Les causes exactes de la schizophrénie sont un réel mystère, et les scientifiques ont récemment essayé de déterminer si elle pouvait se développer durant la grossesse. À présent, une nouvelle étude suggère qu’il faut analyser plus en détail le placenta, qui pourrait apparemment être un élément clé, jusqu’à présent manquant, pour comprendre comment se forme cette maladie.
Les scientifiques ont longtemps émis l’hypothèse que la schizophrénie est un trouble neurodéveloppemental provoqué durant la grossesse ou peu de temps après la naissance. Cependant, l’origine de la maladie n’a jamais été déterminée de manière claire. Certaines études suggèrent que le trouble pourrait être génétique, jusqu’à 80%. D’autres ont découvert que les complications en début de vie pouvaient multiplier par deux le risque de schizophrénie, provoquant ainsi une sorte de débat « nature contre culture ».
La nouvelle recherche révèle que lors de certaines grossesses compliquées, disons par exemple durant laquelle une femme développe un virus, certains gènes liés à la schizophrénie sont activés dans le placenta de la mère, affectant sa santé et modifiant ainsi indirectement le développement précoce du cerveau du fœtus. « Pour la première fois, nous avons découvert une explication en corrélation avec les complications précoces, le risque génétique et leur impact sur la maladie mentale, et le tout converge vers le placenta », a déclaré le neurobiologiste Daniel Weinberger, de l’Institut Lieber pour le développement cérébral (LIBD).
Utilisant des tests génétiques et des informations obstétricales provenant d’un groupe diversifié de près de 3700 adultes, dont 2038 étaient atteints de schizophrénie, les chercheurs ont découvert une interaction significative entre la nature et les facteurs de l’alimentation dans le placenta.
Les résultats suggèrent qu’une combinaison de risque génétique élevé et de complications graves de la grossesse peut multiplier par cinq la probabilité de développer la schizophrénie, par rapport à ceux qui ont un risque génétique élevé.

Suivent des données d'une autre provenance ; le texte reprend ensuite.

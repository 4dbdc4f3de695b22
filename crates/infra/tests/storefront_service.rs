//! End-to-end behaviour of the storefront service against real stores.

use std::io;
use std::path::PathBuf;
use std::sync::Arc;

use serde_json::{Value as JsonValue, json};

use storefront_core::{ItemId, Price};
use storefront_infra::{
    DocumentKey, DocumentStore, InMemoryCatalogSource, InMemoryDocumentStore, JsonFileStore,
    LoadError, Outcome, StoreError, Storefront, StorefrontError,
};
use storefront_inventory::{CatalogItem, CatalogQuery, LedgerError};

fn price(v: f64) -> Price {
    Price::new(v).unwrap()
}

fn id(n: i64) -> ItemId {
    ItemId::Number(n)
}

fn source() -> InMemoryCatalogSource {
    InMemoryCatalogSource::new(vec![
        CatalogItem::new(id(1), "Yerba Mate", price(10.0), 3, "img/yerba.png"),
        CatalogItem::new(id(2), "Termo", price(5.0), 1, "img/termo.png"),
    ])
}

/// Refuses every write of the cart document.
struct CartWritesFail {
    inner: Arc<InMemoryDocumentStore>,
}

impl DocumentStore for CartWritesFail {
    fn load(&self, key: DocumentKey) -> Result<Option<JsonValue>, StoreError> {
        self.inner.load(key)
    }

    fn save(&self, key: DocumentKey, document: &JsonValue) -> Result<(), StoreError> {
        if key == DocumentKey::Cart {
            return Err(StoreError::Io {
                key,
                path: PathBuf::from("cart.json"),
                source: io::Error::other("disk full"),
            });
        }
        self.inner.save(key, document)
    }
}

fn stock_of<S: DocumentStore>(shop: &Storefront<S>, n: i64) -> u32 {
    shop.catalog().get(&id(n)).unwrap().stock()
}

#[tokio::test]
async fn first_run_fetches_and_persists_catalog() {
    let store = Arc::new(InMemoryDocumentStore::new());
    let shop = Storefront::open(store.clone(), &source()).await.unwrap();

    assert_eq!(shop.catalog().len(), 2);
    assert!(shop.cart().is_empty());
    let persisted = store.load(DocumentKey::Catalog).unwrap().unwrap();
    assert_eq!(persisted[0]["nombre"], json!("Yerba Mate"));
    assert_eq!(persisted[0]["stock"], json!(3));
}

#[tokio::test]
async fn every_applied_operation_is_persisted() {
    let store = Arc::new(InMemoryDocumentStore::new());
    let mut shop = Storefront::open(store.clone(), &source()).await.unwrap();

    assert_eq!(shop.add(&id(1)).unwrap(), Outcome::Applied);
    assert_eq!(shop.add(&id(1)).unwrap(), Outcome::Applied);

    let cart = store.load(DocumentKey::Cart).unwrap().unwrap();
    assert_eq!(cart, json!([{"id": 1, "nombre": "Yerba Mate", "precio": 10.0, "cantidad": 2}]));
    let catalog = store.load(DocumentKey::Catalog).unwrap().unwrap();
    assert_eq!(catalog[0]["stock"], json!(1));
}

#[tokio::test]
async fn declined_operations_report_reason_and_skip_persistence() {
    let store = Arc::new(InMemoryDocumentStore::new());
    let mut shop = Storefront::open(store.clone(), &source()).await.unwrap();

    assert_eq!(shop.add(&id(2)).unwrap(), Outcome::Applied);
    assert_eq!(
        shop.add(&id(2)).unwrap(),
        Outcome::Declined(LedgerError::NoStock(id(2)))
    );
    assert_eq!(
        shop.add(&id(42)).unwrap(),
        Outcome::Declined(LedgerError::UnknownItem(id(42)))
    );
    assert_eq!(
        shop.remove(&id(1)).unwrap(),
        Outcome::Declined(LedgerError::EmptyCart)
    );
    assert_eq!(shop.ledger().cart().quantity_of(&id(2)), 1);
    assert_eq!(stock_of(&shop, 2), 0);
}

#[tokio::test]
async fn clear_restores_stock_and_is_idempotent() {
    let store = Arc::new(InMemoryDocumentStore::new());
    let mut shop = Storefront::open(store.clone(), &source()).await.unwrap();
    shop.add(&id(1)).unwrap();
    shop.add(&id(2)).unwrap();

    assert_eq!(
        shop.clear(false).unwrap(),
        Outcome::Declined(LedgerError::Unconfirmed)
    );
    assert_eq!(shop.clear(true).unwrap(), Outcome::Applied);
    assert_eq!(stock_of(&shop, 1), 3);
    assert_eq!(stock_of(&shop, 2), 1);
    assert_eq!(store.load(DocumentKey::Cart).unwrap(), Some(json!([])));

    assert_eq!(
        shop.clear(true).unwrap(),
        Outcome::Declined(LedgerError::EmptyCart)
    );
}

#[tokio::test]
async fn checkout_returns_total_and_keeps_units_sold() {
    let store = Arc::new(InMemoryDocumentStore::new());
    let mut shop = Storefront::open(store.clone(), &source()).await.unwrap();
    shop.add(&id(1)).unwrap();
    shop.add(&id(1)).unwrap();
    shop.add(&id(2)).unwrap();
    assert_eq!(shop.total_price(), price(25.0));

    let receipt = match shop.checkout().unwrap() {
        Outcome::CheckedOut(receipt) => receipt,
        other => panic!("expected checkout, got {other:?}"),
    };
    assert_eq!(receipt.total, price(25.0));
    assert_eq!(receipt.unit_count(), 3);
    assert!(shop.cart().is_empty());
    assert_eq!(stock_of(&shop, 1), 1);
    assert_eq!(stock_of(&shop, 2), 0);

    assert_eq!(
        shop.checkout().unwrap(),
        Outcome::Declined(LedgerError::EmptyCart)
    );
}

#[tokio::test]
async fn reopening_restores_partially_depleted_stock_and_cart() {
    let dir = tempfile::tempdir().unwrap();
    {
        let mut shop = Storefront::open(JsonFileStore::new(dir.path()), &source())
            .await
            .unwrap();
        shop.add(&id(1)).unwrap();
        shop.add(&id(1)).unwrap();
    }

    // An empty source proves the catalog came from disk.
    let shop = Storefront::open(
        JsonFileStore::new(dir.path()),
        &InMemoryCatalogSource::default(),
    )
    .await
    .unwrap();
    assert_eq!(stock_of(&shop, 1), 1);
    assert_eq!(shop.cart().quantity_of(&id(1)), 2);
    assert_eq!(shop.ledger().units_in_circulation(&id(1)), Some(3));
}

#[tokio::test]
async fn fetch_failure_is_surfaced_as_load_error() {
    let store = InMemoryDocumentStore::new();
    let err = Storefront::open(store, &InMemoryCatalogSource::default())
        .await
        .unwrap_err();
    assert!(matches!(err, StorefrontError::Load(LoadError::Empty)));
}

#[tokio::test]
async fn legacy_cart_documents_are_restored_and_repaired() {
    let store = Arc::new(InMemoryDocumentStore::with_documents([
        (
            DocumentKey::Catalog,
            json!([
                {"id": 1, "nombre": "Yerba Mate", "precio": 10, "stock": 1, "imagenUrl": "y.png"}
            ]),
        ),
        (
            DocumentKey::Cart,
            json!([
                {"id": 1, "nombre": "Yerba Mate", "precio": 10, "stock": 3, "imagenUrl": "y.png", "cantidad": 2},
                {"id": 7, "nombre": "Discontinued", "precio": 1, "stock": 0, "cantidad": 1}
            ]),
        ),
    ]));

    let mut shop = Storefront::open(store.clone(), &InMemoryCatalogSource::default())
        .await
        .unwrap();
    assert_eq!(shop.cart().lines().len(), 1);
    assert_eq!(
        store.load(DocumentKey::Cart).unwrap(),
        Some(json!([{"id": 1, "nombre": "Yerba Mate", "precio": 10.0, "cantidad": 2}]))
    );

    match shop.checkout().unwrap() {
        Outcome::CheckedOut(receipt) => assert_eq!(receipt.total, price(20.0)),
        other => panic!("expected checkout, got {other:?}"),
    }
}

#[tokio::test]
async fn corrupt_cart_document_is_reported() {
    let store = InMemoryDocumentStore::with_documents([
        (
            DocumentKey::Catalog,
            json!([{"id": 1, "nombre": "Yerba", "precio": 10, "stock": 1}]),
        ),
        (DocumentKey::Cart, json!({"not": "an array"})),
    ]);
    let err = Storefront::open(store, &InMemoryCatalogSource::default())
        .await
        .unwrap_err();
    assert!(matches!(err, StorefrontError::Store(_)));
}

#[tokio::test]
async fn search_filters_without_touching_stock() {
    let shop = Storefront::open(InMemoryDocumentStore::new(), &source())
        .await
        .unwrap();
    let query = CatalogQuery::new().name_contains("termo").max_price(price(5.0));
    let found = shop.search(&query);
    assert_eq!(found.len(), 1);
    assert_eq!(found[0].name(), "Termo");
    assert_eq!(stock_of(&shop, 2), 1);
}

#[tokio::test]
async fn failed_save_rolls_back_memory_and_documents() {
    let inner = Arc::new(InMemoryDocumentStore::new());
    let mut shop = Storefront::open(CartWritesFail { inner: inner.clone() }, &source())
        .await
        .unwrap();

    let err = shop.add(&id(1)).unwrap_err();
    assert!(matches!(err, StorefrontError::Store(StoreError::Io { .. })));
    assert_eq!(stock_of(&shop, 1), 3);
    assert!(shop.cart().is_empty());

    let reopened = Storefront::open(inner, &InMemoryCatalogSource::default())
        .await
        .unwrap();
    assert_eq!(stock_of(&reopened, 1), 3);
    assert_eq!(reopened.ledger().units_in_circulation(&id(1)), Some(3));
}

#[tokio::test]
async fn cart_without_catalog_is_discarded_on_fresh_fetch() {
    let store = Arc::new(InMemoryDocumentStore::with_documents([(
        DocumentKey::Cart,
        json!([{"id": 1, "nombre": "Yerba Mate", "precio": 10, "cantidad": 2}]),
    )]));

    let shop = Storefront::open(store.clone(), &source()).await.unwrap();
    assert!(shop.cart().is_empty());
    assert_eq!(shop.ledger().units_in_circulation(&id(1)), Some(3));
    assert_eq!(store.load(DocumentKey::Cart).unwrap(), Some(json!([])));
}

#[tokio::test]
async fn restored_state_past_the_stock_limit_is_a_load_error() {
    let store = InMemoryDocumentStore::with_documents([
        (
            DocumentKey::Catalog,
            json!([{"id": 1, "nombre": "Yerba", "precio": 10, "stock": u32::MAX - 1}]),
        ),
        (
            DocumentKey::Cart,
            json!([{"id": 1, "nombre": "Yerba", "precio": 10, "cantidad": 5}]),
        ),
    ]);
    let err = Storefront::open(store, &InMemoryCatalogSource::default())
        .await
        .unwrap_err();
    assert!(matches!(err, StorefrontError::Load(LoadError::Invalid(_))));
}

Pour en savoir plus, les chercheurs ont examiné de nombreux échantillons de tissu placentaire, en s’assurant d’analyser ceux provenant de grossesses compliquées (comme une tension artérielle maternelle dangereusement élevée, une naissance prématurée, ou des césariennes d’urgence). Les résultats des chercheurs étaient tout simplement frappants : dans les placentas provenant de grossesses compliquées, les gènes liés à la schizophrénie étaient en effet « activés ». De plus, plus ces gènes étaient activés et plus le placenta présentait des signes de détresse, comme par exemple, une inflammation.
De plus, l’étude a révélé que dans les placentas de la progéniture mâle, les gènes activés étaient bien plus abondants, suggérant donc que le sexe de l’enfant joue également un rôle.
« Les résultats surprenants de cette étude font du placenta la pièce maîtresse d’un nouveau domaine de recherche biologique, lié à la façon dont les gènes et l’environnement interagissent pour modifier la trajectoire du développement du cerveau humain », a déclaré Weinberger.
Il s’agit d’un « nouveau domaine d’étude », car même si le placenta est un organe crucial durant la grossesse, il est également l’un des plus négligés par les scientifiques. En effet, le placenta est le seul organe prélevé dans le corps qui n’est pas systématiquement examiné. Cette nouvelle étude, qui a révélé qu’un tiers des gènes associés à la schizophrénie sont exprimés dans le placenta, montre simplement à quel point cela a été négligé.
Et tandis que les experts ne savent toujours pas exactement quels sont les rôles de ces gènes dans le placenta, il est possible qu’ils puissent être impliqués dans l’influence d’autres troubles neurodéveloppementaux, comme le TDAH (trouble du déficit de l’attention avec ou sanas hyperactivité), la maladie de Gilles de La Tourette et l’autisme. « Le placenta est le chaînon manquant entre les facteurs de risque maternels qui compliquent les grossesses et le développement du cerveau fœtal, ainsi que pour l’apparition de troubles du comportement développemental », a expliqué Weinberger.
Si les résultats de la recherche sont confirmés, cela pourrait bien permettre aux scientifiques de mieux prédire ceux qui seraient le plus prédisposés à développer cette maladie, ou des troubles similaires.